What you have to do →
Extract from the entries below, exactly as given, only the lines from the line containing "let mut payload" to the line containing "hex script hash.", both lines included.
++++ Source data
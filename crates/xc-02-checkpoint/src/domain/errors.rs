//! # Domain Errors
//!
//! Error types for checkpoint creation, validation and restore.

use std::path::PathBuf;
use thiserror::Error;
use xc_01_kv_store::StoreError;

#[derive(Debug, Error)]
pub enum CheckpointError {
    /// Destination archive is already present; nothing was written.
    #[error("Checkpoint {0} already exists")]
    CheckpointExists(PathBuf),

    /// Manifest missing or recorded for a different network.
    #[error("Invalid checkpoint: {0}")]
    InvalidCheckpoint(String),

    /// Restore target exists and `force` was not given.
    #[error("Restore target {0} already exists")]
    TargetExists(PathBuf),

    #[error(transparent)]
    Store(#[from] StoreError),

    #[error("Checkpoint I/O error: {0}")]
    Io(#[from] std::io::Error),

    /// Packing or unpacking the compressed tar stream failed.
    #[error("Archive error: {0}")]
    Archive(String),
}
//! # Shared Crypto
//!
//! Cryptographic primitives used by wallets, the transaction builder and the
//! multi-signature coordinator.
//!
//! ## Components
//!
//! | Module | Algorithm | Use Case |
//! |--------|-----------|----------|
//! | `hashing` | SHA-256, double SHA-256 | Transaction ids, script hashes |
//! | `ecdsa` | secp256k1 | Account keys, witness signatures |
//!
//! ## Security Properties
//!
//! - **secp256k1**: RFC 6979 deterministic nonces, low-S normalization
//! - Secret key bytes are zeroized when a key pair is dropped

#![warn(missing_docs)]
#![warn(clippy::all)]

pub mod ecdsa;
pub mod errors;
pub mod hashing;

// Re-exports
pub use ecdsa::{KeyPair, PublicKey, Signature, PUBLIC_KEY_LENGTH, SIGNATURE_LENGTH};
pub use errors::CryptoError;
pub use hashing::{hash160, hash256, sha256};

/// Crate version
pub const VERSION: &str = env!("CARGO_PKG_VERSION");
++++++++
++++ Source data
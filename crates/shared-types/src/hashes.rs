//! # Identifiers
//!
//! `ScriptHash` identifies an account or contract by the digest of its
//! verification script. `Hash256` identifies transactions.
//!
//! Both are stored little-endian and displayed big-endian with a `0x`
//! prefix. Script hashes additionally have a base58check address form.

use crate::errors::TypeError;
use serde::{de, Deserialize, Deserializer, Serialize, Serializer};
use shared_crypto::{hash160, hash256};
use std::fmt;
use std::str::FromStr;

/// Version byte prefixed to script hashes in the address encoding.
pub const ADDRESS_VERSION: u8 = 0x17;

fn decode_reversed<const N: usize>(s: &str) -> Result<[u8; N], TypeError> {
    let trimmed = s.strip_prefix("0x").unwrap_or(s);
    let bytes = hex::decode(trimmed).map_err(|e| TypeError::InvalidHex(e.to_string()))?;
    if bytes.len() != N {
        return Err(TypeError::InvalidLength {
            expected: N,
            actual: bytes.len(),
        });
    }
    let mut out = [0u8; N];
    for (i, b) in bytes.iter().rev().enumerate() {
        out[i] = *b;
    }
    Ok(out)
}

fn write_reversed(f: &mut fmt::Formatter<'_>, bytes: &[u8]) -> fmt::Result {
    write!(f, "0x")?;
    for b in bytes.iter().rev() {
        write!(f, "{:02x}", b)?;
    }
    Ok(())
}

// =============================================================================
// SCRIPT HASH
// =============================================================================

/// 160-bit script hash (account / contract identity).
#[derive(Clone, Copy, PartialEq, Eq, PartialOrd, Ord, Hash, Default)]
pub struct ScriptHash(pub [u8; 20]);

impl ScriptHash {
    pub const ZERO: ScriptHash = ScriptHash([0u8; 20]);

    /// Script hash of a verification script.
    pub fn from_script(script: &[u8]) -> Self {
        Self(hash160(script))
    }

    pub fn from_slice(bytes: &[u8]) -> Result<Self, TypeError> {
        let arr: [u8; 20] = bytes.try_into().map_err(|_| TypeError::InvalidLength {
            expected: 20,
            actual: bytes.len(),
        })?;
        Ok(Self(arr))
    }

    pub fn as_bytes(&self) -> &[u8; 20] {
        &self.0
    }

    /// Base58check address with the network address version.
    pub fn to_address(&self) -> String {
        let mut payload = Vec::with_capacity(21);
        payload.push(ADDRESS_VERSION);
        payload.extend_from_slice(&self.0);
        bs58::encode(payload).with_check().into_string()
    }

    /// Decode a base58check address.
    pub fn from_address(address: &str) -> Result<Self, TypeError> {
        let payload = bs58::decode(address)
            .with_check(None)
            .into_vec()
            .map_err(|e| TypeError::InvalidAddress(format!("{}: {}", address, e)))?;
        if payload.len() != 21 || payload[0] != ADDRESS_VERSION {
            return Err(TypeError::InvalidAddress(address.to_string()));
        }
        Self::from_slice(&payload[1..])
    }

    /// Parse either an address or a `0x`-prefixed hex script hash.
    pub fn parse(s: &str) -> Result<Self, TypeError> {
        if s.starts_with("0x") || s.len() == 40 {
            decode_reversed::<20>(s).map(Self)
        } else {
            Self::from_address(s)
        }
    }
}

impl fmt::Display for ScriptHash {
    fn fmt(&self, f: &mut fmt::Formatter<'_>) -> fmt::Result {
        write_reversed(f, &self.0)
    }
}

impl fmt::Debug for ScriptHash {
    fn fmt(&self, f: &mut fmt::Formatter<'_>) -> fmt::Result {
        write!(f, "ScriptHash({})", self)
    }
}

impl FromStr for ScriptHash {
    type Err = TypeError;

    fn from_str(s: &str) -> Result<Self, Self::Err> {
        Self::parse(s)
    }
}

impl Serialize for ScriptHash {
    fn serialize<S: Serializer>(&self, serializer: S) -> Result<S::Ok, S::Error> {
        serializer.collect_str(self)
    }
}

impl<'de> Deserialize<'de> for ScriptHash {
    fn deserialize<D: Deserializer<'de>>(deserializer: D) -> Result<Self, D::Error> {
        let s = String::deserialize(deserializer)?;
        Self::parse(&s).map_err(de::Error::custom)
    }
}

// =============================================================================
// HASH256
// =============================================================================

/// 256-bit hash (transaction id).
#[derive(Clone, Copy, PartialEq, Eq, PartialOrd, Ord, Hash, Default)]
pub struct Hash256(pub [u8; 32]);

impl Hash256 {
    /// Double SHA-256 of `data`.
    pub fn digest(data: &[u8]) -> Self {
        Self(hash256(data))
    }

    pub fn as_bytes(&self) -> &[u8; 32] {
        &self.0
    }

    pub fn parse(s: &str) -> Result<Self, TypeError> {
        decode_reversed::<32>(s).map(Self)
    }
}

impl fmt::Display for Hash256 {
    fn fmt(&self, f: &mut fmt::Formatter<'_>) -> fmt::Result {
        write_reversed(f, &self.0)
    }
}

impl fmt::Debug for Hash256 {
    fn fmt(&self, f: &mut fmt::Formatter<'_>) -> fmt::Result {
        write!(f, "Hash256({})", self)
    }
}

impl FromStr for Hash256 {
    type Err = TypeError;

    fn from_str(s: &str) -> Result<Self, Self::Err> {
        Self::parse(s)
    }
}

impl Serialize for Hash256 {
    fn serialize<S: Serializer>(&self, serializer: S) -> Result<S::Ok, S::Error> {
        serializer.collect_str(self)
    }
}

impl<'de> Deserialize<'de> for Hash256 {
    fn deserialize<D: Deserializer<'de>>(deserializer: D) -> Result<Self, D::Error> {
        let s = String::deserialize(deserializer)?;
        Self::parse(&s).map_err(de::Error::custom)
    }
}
++++++++
++++ Source data
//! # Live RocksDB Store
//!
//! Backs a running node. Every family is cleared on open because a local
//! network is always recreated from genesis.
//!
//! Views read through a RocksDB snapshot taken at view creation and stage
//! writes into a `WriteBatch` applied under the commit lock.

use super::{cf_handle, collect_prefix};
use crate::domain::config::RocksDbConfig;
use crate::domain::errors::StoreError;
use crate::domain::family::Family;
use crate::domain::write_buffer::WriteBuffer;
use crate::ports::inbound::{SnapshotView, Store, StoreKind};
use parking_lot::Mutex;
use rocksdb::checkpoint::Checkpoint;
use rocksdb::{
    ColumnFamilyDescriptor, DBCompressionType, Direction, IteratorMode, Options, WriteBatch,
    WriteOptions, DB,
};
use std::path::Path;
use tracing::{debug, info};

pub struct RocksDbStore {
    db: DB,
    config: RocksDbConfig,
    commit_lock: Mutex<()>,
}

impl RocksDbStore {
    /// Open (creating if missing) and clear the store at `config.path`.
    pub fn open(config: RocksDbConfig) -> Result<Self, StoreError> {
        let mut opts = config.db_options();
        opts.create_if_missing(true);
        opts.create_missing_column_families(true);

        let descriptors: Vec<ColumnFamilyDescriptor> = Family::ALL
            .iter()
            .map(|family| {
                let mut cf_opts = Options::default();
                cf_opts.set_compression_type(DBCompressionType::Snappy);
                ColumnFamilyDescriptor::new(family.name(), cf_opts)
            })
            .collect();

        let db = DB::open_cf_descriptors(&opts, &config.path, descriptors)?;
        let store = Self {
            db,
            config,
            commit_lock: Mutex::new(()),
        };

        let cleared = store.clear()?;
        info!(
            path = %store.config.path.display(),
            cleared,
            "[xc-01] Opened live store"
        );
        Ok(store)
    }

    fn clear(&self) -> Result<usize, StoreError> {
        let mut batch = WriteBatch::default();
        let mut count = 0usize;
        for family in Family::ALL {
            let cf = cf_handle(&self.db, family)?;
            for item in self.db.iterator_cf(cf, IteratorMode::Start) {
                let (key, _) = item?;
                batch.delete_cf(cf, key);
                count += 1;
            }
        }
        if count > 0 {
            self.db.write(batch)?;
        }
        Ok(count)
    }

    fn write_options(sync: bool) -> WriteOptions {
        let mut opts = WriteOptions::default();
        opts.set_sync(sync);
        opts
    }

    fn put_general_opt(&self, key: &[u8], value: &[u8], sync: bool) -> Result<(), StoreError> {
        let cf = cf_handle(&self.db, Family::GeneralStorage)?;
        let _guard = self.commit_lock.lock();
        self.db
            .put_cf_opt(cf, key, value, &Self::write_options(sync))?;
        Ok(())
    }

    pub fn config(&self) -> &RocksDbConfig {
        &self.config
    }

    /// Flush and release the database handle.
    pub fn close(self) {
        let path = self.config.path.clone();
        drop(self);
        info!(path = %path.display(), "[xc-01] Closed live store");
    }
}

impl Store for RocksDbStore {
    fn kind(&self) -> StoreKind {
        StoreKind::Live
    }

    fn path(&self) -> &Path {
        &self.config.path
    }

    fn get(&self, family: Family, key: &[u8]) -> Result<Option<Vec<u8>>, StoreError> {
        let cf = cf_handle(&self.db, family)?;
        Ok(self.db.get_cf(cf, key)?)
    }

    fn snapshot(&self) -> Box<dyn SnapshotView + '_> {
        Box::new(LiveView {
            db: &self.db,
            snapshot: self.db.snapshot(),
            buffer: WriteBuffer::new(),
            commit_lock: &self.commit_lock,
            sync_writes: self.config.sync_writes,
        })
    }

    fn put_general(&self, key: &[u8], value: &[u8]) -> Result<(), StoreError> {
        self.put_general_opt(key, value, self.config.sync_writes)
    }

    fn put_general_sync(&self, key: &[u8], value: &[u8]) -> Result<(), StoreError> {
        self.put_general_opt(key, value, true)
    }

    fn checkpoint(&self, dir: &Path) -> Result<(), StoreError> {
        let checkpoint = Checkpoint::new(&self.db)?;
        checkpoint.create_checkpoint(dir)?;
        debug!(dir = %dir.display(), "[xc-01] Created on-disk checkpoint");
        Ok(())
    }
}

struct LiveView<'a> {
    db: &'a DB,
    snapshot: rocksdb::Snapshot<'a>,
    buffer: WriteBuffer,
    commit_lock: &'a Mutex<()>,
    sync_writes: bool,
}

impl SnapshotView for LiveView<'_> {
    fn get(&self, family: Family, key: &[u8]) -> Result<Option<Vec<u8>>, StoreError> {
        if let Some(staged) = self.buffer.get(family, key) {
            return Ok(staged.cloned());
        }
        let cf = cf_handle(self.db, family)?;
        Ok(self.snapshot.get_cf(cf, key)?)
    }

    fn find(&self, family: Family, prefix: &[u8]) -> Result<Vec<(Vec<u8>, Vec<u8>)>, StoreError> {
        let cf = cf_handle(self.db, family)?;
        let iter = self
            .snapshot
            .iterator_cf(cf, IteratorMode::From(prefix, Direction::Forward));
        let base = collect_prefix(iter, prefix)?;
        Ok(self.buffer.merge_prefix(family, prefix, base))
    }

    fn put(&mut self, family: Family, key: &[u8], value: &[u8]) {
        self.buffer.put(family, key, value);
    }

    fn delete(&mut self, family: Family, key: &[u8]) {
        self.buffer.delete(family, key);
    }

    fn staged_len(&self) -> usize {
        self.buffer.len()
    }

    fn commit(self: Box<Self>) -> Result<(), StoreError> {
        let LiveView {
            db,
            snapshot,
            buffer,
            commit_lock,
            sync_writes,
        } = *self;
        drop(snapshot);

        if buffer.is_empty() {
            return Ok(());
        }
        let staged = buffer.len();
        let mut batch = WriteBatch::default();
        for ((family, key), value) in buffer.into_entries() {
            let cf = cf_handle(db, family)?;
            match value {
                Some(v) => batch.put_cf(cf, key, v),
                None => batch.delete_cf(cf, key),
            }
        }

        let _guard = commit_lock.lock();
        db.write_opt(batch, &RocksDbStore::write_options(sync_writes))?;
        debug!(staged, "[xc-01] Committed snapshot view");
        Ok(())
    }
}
++++++++
Solution →
        let mut payload = Vec::with_capacity(21);
        payload.push(ADDRESS_VERSION);
        payload.extend_from_slice(&self.0);
        bs58::encode(payload).with_check().into_string()
    }

    /// Decode a base58check address.
    pub fn from_address(address: &str) -> Result<Self, TypeError> {
        let payload = bs58::decode(address)
            .with_check(None)
            .into_vec()
            .map_err(|e| TypeError::InvalidAddress(format!("{}: {}", address, e)))?;
        if payload.len() != 21 || payload[0] != ADDRESS_VERSION {
            return Err(TypeError::InvalidAddress(address.to_string()));
        }
        Self::from_slice(&payload[1..])
    }

    /// Parse either an address or a `0x`-prefixed hex script hash.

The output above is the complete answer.